Today we had another doctor's appointment and afterwards I started the ninth round of chemotherapy. Surprise, we were called in by yet another doctor we haven't met before. She was quite young and said all decisions are made by the senior doctor that we were told last time would become our fixed doctor. This appointment was obviously considered a routine follow-up that the junior doctor could easily handle. Well, she did handle it well, but there wasn't any new info really. Only the standard blood tests were taken last Friday and all values are still pretty much the same they have been since July. That's good, as usually they of course tend to get worse during chemotherapy.

My wife had as usual a long list of questions.
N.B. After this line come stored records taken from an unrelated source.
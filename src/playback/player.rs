//! Local Player - mpv/VLC playback support
//!
//! Opens a movie's video URL in mpv or VLC. For mpv the player's JSON IPC
//! socket is polled once a second to report position, duration and the
//! end of the media. VLC is run with `--play-and-exit`, so a clean exit
//! counts as reaching the end and anything else as an early close.

use std::path::{Path, PathBuf};
use std::process::Stdio;
use std::str::FromStr;
use std::time::Duration;
use thiserror::Error;
use tokio::process::{Child, Command};
use tokio::sync::mpsc;
use tokio::task::JoinHandle;
use tracing::{debug, warn};

use super::tracker::PlaybackEvent;
use crate::models::Movie;

/// Interval between IPC position polls
pub const POLL_INTERVAL: Duration = Duration::from_secs(1);

/// Supported local players
#[derive(Debug, Clone, Copy, PartialEq, Eq, Default, serde::Serialize, serde::Deserialize)]
#[serde(rename_all = "lowercase")]
pub enum PlayerType {
    /// mpv media player (default, reports progress)
    #[default]
    Mpv,
    /// VLC media player
    Vlc,
}

impl PlayerType {
    /// Get the command name for this player
    pub fn command(&self) -> &'static str {
        match self {
            PlayerType::Vlc => {
                // On macOS, VLC is an app bundle - check for it
                #[cfg(target_os = "macos")]
                if std::path::Path::new("/Applications/VLC.app").exists() {
                    return "/Applications/VLC.app/Contents/MacOS/VLC";
                }
                "vlc"
            }
            PlayerType::Mpv => "mpv",
        }
    }

    /// Get a display name for this player
    pub fn display_name(&self) -> &'static str {
        match self {
            PlayerType::Vlc => "VLC",
            PlayerType::Mpv => "mpv",
        }
    }

    /// Whether position updates are available
    pub fn reports_progress(&self) -> bool {
        matches!(self, PlayerType::Mpv) && cfg!(unix)
    }
}

impl std::fmt::Display for PlayerType {
    fn fmt(&self, f: &mut std::fmt::Formatter<'_>) -> std::fmt::Result {
        write!(f, "{}", self.display_name())
    }
}

impl FromStr for PlayerType {
    type Err = PlayerError;

    fn from_str(s: &str) -> Result<Self, Self::Err> {
        match s.to_lowercase().as_str() {
            "mpv" => Ok(PlayerType::Mpv),
            "vlc" => Ok(PlayerType::Vlc),
            other => Err(PlayerError::Unsupported(other.to_string())),
        }
    }
}

/// Errors from local player operations
#[derive(Debug, Error)]
pub enum PlayerError {
    #[error("Player '{0}' not found. Install it first.")]
    NotFound(String),
    #[error("Failed to start player: {0}")]
    StartFailed(#[from] std::io::Error),
    #[error("Unsupported player '{0}' (use mpv or vlc)")]
    Unsupported(String),
    #[error("Movie has no video URL")]
    NoVideo,
}

/// A running player plus the stream of events it reports.
///
/// Dropping the handle stops the watcher, which kills the player process.
pub struct PlayerHandle {
    events: mpsc::Receiver<PlaybackEvent>,
    watcher: JoinHandle<()>,
}

impl PlayerHandle {
    /// Non-blocking poll used by the TUI loop
    pub fn try_next_event(&mut self) -> Option<PlaybackEvent> {
        self.events.try_recv().ok()
    }

    /// Event channel, for draining with [`super::session::drive`]
    pub fn events_mut(&mut self) -> &mut mpsc::Receiver<PlaybackEvent> {
        &mut self.events
    }

    /// Stop watching and kill the player
    pub fn stop(&self) {
        self.watcher.abort();
    }
}

impl Drop for PlayerHandle {
    fn drop(&mut self) {
        self.watcher.abort();
    }
}

/// Local player for catalog videos
pub struct LocalPlayer {
    player_type: PlayerType,
}

impl LocalPlayer {
    /// Create a new local player with the specified type
    pub fn new(player_type: PlayerType) -> Self {
        Self { player_type }
    }

    /// Get the player type
    pub fn player_type(&self) -> PlayerType {
        self.player_type
    }

    /// Check if the player is available on the system
    pub async fn is_available(&self) -> bool {
        let cmd = self.player_type.command();

        // Full path means a macOS app bundle
        if cmd.starts_with('/') {
            return Path::new(cmd).exists();
        }

        Command::new("which")
            .arg(cmd)
            .stdout(Stdio::null())
            .stderr(Stdio::null())
            .status()
            .await
            .map(|s| s.success())
            .unwrap_or(false)
    }

    /// Build the player command line for a movie
    pub fn command_for(&self, movie: &Movie, start_at: Option<f64>, ipc_socket: Option<&Path>) -> Command {
        let mut cmd = Command::new(self.player_type.command());
        let title = window_title(movie);

        match self.player_type {
            PlayerType::Mpv => {
                cmd.arg(&movie.video_url);
                cmd.arg(format!("--force-media-title={}", title));
                if let Some(start) = start_at {
                    cmd.arg(format!("--start={:.3}", start));
                }
                if let Some(socket) = ipc_socket {
                    cmd.arg(format!("--input-ipc-server={}", socket.display()));
                    cmd.arg("--keep-open=yes");
                }
                cmd.arg("--force-window=immediate");
            }
            PlayerType::Vlc => {
                cmd.arg(&movie.video_url);
                cmd.arg(format!("--meta-title={}", title));
                if let Some(start) = start_at {
                    cmd.arg(format!("--start-time={:.3}", start));
                }
                cmd.arg("--play-and-exit");
            }
        }

        cmd.stdout(Stdio::null());
        cmd.stderr(Stdio::null());
        cmd.kill_on_drop(true);
        cmd
    }

    /// Launch the player, already seeked to `start_at`, and start watching it
    pub fn play(&self, movie: &Movie, start_at: Option<f64>) -> Result<PlayerHandle, PlayerError> {
        if movie.video_url.trim().is_empty() {
            return Err(PlayerError::NoVideo);
        }

        let socket = self.player_type.reports_progress().then(ipc_socket_path);
        if let Some(ref path) = socket {
            let _ = std::fs::remove_file(path);
        }

        let child = self
            .command_for(movie, start_at, socket.as_deref())
            .spawn()
            .map_err(|e| {
                if e.kind() == std::io::ErrorKind::NotFound {
                    PlayerError::NotFound(self.player_type.command().to_string())
                } else {
                    PlayerError::StartFailed(e)
                }
            })?;
        debug!(player = %self.player_type, movie_id = %movie.id, start_at = ?start_at, "player started");

        let (tx, rx) = mpsc::channel(32);
        let watcher = tokio::spawn(watch(child, socket, tx));
        Ok(PlayerHandle {
            events: rx,
            watcher,
        })
    }
}

/// Window title: movie title plus available subtitle labels
fn window_title(movie: &Movie) -> String {
    if movie.subtitles.is_empty() {
        movie.to_string()
    } else {
        format!("{} [subs: {}]", movie, movie.subtitles.join(", "))
    }
}

fn ipc_socket_path() -> PathBuf {
    std::env::temp_dir().join(format!("moviestream-mpv-{}.sock", std::process::id()))
}

// =============================================================================
// Watcher
// =============================================================================

async fn watch(mut child: Child, socket: Option<PathBuf>, tx: mpsc::Sender<PlaybackEvent>) {
    #[cfg(unix)]
    if let Some(path) = socket {
        ipc::watch(&mut child, &path, &tx).await;
        let _ = std::fs::remove_file(&path);
        return;
    }

    #[cfg(not(unix))]
    let _ = socket;

    let event = match child.wait().await {
        Ok(status) => exit_event(status.success()),
        Err(e) => {
            warn!(error = %e, "waiting for player failed");
            PlaybackEvent::Closed
        }
    };
    let _ = tx.send(event).await;
}

/// Event for a player that only reports its exit status
fn exit_event(success: bool) -> PlaybackEvent {
    if success {
        PlaybackEvent::Ended
    } else {
        PlaybackEvent::Closed
    }
}

#[cfg(unix)]
mod ipc {
    //! mpv JSON IPC: one JSON object per line in both directions.

    use super::*;
    use serde_json::{json, Value};
    use tokio::io::{AsyncBufReadExt, AsyncWriteExt, BufReader};
    use tokio::net::UnixStream;

    const REPLY_TIMEOUT: Duration = Duration::from_millis(500);

    pub(super) async fn watch(child: &mut Child, path: &Path, tx: &mpsc::Sender<PlaybackEvent>) {
        let mut conn: Option<BufReader<UnixStream>> = None;
        let mut request_id: u64 = 0;

        loop {
            match child.try_wait() {
                Ok(Some(_)) | Err(_) => {
                    let _ = tx.send(PlaybackEvent::Closed).await;
                    return;
                }
                Ok(None) => {}
            }

            if conn.is_none() {
                conn = UnixStream::connect(path).await.ok().map(BufReader::new);
            }

            if let Some(stream) = conn.as_mut() {
                match poll(stream, &mut request_id).await {
                    Some(Poll::Eof) => {
                        let _ = tx.send(PlaybackEvent::Ended).await;
                        let _ = send_command(stream, json!(["quit"]), &mut request_id).await;
                        let _ = child.wait().await;
                        return;
                    }
                    Some(Poll::Position(current_time, duration)) => {
                        if tx
                            .send(PlaybackEvent::Progress {
                                current_time,
                                duration,
                            })
                            .await
                            .is_err()
                        {
                            return;
                        }
                    }
                    Some(Poll::Unknown) => {}
                    None => {
                        debug!("mpv IPC connection lost");
                        conn = None;
                    }
                }
            }

            tokio::time::sleep(POLL_INTERVAL).await;
        }
    }

    enum Poll {
        Eof,
        Position(f64, f64),
        Unknown,
    }

    /// `None` means the connection is broken
    async fn poll(stream: &mut BufReader<UnixStream>, request_id: &mut u64) -> Option<Poll> {
        let eof = get_property(stream, "eof-reached", request_id).await?;
        if eof.as_bool() == Some(true) {
            return Some(Poll::Eof);
        }

        let time_pos = get_property(stream, "time-pos", request_id).await?;
        let duration = get_property(stream, "duration", request_id).await?;
        match (time_pos.as_f64(), duration.as_f64()) {
            (Some(t), Some(d)) => Some(Poll::Position(t, d)),
            (Some(t), None) => Some(Poll::Position(t, 0.0)),
            _ => Some(Poll::Unknown),
        }
    }

    async fn get_property(
        stream: &mut BufReader<UnixStream>,
        name: &str,
        request_id: &mut u64,
    ) -> Option<Value> {
        send_command(stream, json!(["get_property", name]), request_id).await
    }

    /// Send one command and wait for its reply. Property errors (e.g.
    /// `time-pos` before the file is loaded) yield `Value::Null`.
    async fn send_command(
        stream: &mut BufReader<UnixStream>,
        command: Value,
        request_id: &mut u64,
    ) -> Option<Value> {
        *request_id += 1;
        let id = *request_id;
        let mut line = json!({ "command": command, "request_id": id }).to_string();
        line.push('\n');
        stream.get_mut().write_all(line.as_bytes()).await.ok()?;

        let reply = tokio::time::timeout(REPLY_TIMEOUT, async {
            let mut buf = String::new();
            loop {
                buf.clear();
                if stream.read_line(&mut buf).await.ok()? == 0 {
                    return None;
                }
                let Ok(msg) = serde_json::from_str::<Value>(&buf) else {
                    continue;
                };
                // Unsolicited events carry no request_id
                if msg.get("request_id").and_then(Value::as_u64) == Some(id) {
                    return Some(msg);
                }
            }
        })
        .await;

        match reply {
            Ok(Some(msg)) => Some(msg.get("data").cloned().unwrap_or(Value::Null)),
            Ok(None) => None,
            Err(_) => Some(Value::Null),
        }
    }
}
Some of them were so tricky the junior doctor said we'd better ask the senior doctor. My wife asked when does the surgeon look at the CT scan pictures to see if a resection or radio frequency ablation of the liver tumours would be possible. The doctor replied that the senior doctor goes to surgeons' meetings and brings forth cases as he sees fit. We'll put this down on our questions list for next appointment as we expect to see our fixed doctor again then.

The senior doctor had confirmed before the meeting that we will continue with the same medication this round. However, we had an interesting discussion regarding one of the medicines, oxaliplatin (Eloxatin). The doctor told us that the long-term side effect, namely neuropathy (loosing feeling in fingers and feet) from oxaliplatin, tends to start getting worse from eight or ninth round of chemo, and they then need to consider if they should stop that chemo so that the damage to the nerves does not get bad. I have increasingly had the problem of numbness in my fingers, and I got my ninth round of chemo today. They may have to drop oxaliplatin soon. The doctor said that then they will continue with capesitabin (Xeloda) and Avastin only. They are effective drugs by themselves too, but of course they would then monitor if the tumours would start growing again, in which case they would add some other chemo to the treatment.

The next treatment is three weeks from now. Five weeks from there, on February 16th, there will be a CT scan. Until then there will not be very exciting news I am afraid.

Beat it!

A group of friends of ours got fed up with our inability to respond to their offers of help. They designed a t-shirt that people who know us and want to "support our cause" could get. To be frank, we felt a bit embarrassed about the entire thing at first but we also understood that this way people could feel like they are contributing. We probably would have felt the same if we'd been in the same situation. The shirt was going to look like a sports t-shirt so our friends asked for some input what number they could put on it. I gave them the magic number 20. They put in addition the text "Beat it!" on the shirt.

Just before Christmas two of our friends stopped by our home to tell us how many people had gotten the shirt, and to show us photos of people wearing the shirt. We were astonished. We had not realised how many friends we have and how many people my story had touched. We also got a list of e-mail addresses of everyone and we sent out a thank-you mail nd Christmas wishes to everyone. Many had been wondering about the number on the shirt and this is what we wrote about the magic number 20:

Well, it's simply the number the Norwegian footballer Ole Gunnar Solskjær played with during his many seasons in Manchester United. He's probably the most successful Norwegian footballer ever. So thank you for supporting Norwegian football! :o) Well, there's something more to the story. Ole Gunnar was a great football player but turned more into a second choice for the manager Alex Ferguson. However, he never ever complained and always tried to make the best out of the situation. In fact, he became very good at coming in at the end of games to make last minute goals. This positive attitude and "try to make the best out of it" are then two issues that are important to me as well at the moment.